**Task item**
Reproduce the first line of the material below and each line after it, exactly, through the line containing "a new profile", and give nothing more.

**Source records**
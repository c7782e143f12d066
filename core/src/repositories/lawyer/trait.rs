//! Lawyer repository trait for the lawyer directory.

use async_trait::async_trait;
use uuid::Uuid;

use crate::domain::entities::lawyer::Lawyer;
use crate::errors::DomainError;

/// Repository trait for Lawyer profile persistence
#[async_trait]
pub trait LawyerRepository: Send + Sync {
    /// Find a lawyer profile by its ID
    ///
    /// # Returns
    /// * `Ok(Some(Lawyer))` - Profile found
    /// * `Ok(None)` - No profile with the given ID
    async fn find_by_id(&self, id: Uuid) -> Result<Option<Lawyer>, DomainError>;

    /// List every lawyer profile
    async fn list(&self) -> Result<Vec<Lawyer>, DomainError>;

    /// Case-insensitive match on name or specialization
    ///
    /// # Arguments
    /// * `query` - Search text; an empty query matches every profile
    async fn search(&self, query: &str) -> Result<Vec<Lawyer>, DomainError>;

    /// Store a new profile
    async fn create(&self, lawyer: Lawyer) -> Result<Lawyer, DomainError>;

    /// Replace an existing profile
    ///
    /// # Returns
    /// * `Err(DomainError::NotFound)` - No profile with that ID
    async fn update(&self, lawyer: Lawyer) -> Result<Lawyer, DomainError>;
}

**Exercise result**
repository c7782e143f12d066
filename core/src/repositories/lawyer/trait.rs
//! Lawyer repository trait for the lawyer directory.

use async_trait::async_trait;
use uuid::Uuid;

use crate::domain::entities::lawyer::Lawyer;
use crate::errors::DomainError;

/// Repository trait for Lawyer profile persistence
#[async_trait]
pub trait LawyerRepository: Send + Sync {
    /// Find a lawyer profile by its ID
    ///
    /// # Returns
    /// * `Ok(Some(Lawyer))` - Profile found
    /// * `Ok(None)` - No profile with the given ID
    async fn find_by_id(&self, id: Uuid) -> Result<Option<Lawyer>, DomainError>;

    /// List every lawyer profile
    async fn list(&self) -> Result<Vec<Lawyer>, DomainError>;

    /// Case-insensitive match on name or specialization
    ///
    /// # Arguments
    /// * `query` - Search text; an empty query matches every profile
    async fn search(&self, query: &str) -> Result<Vec<Lawyer>, DomainError>;

    /// Store a new profile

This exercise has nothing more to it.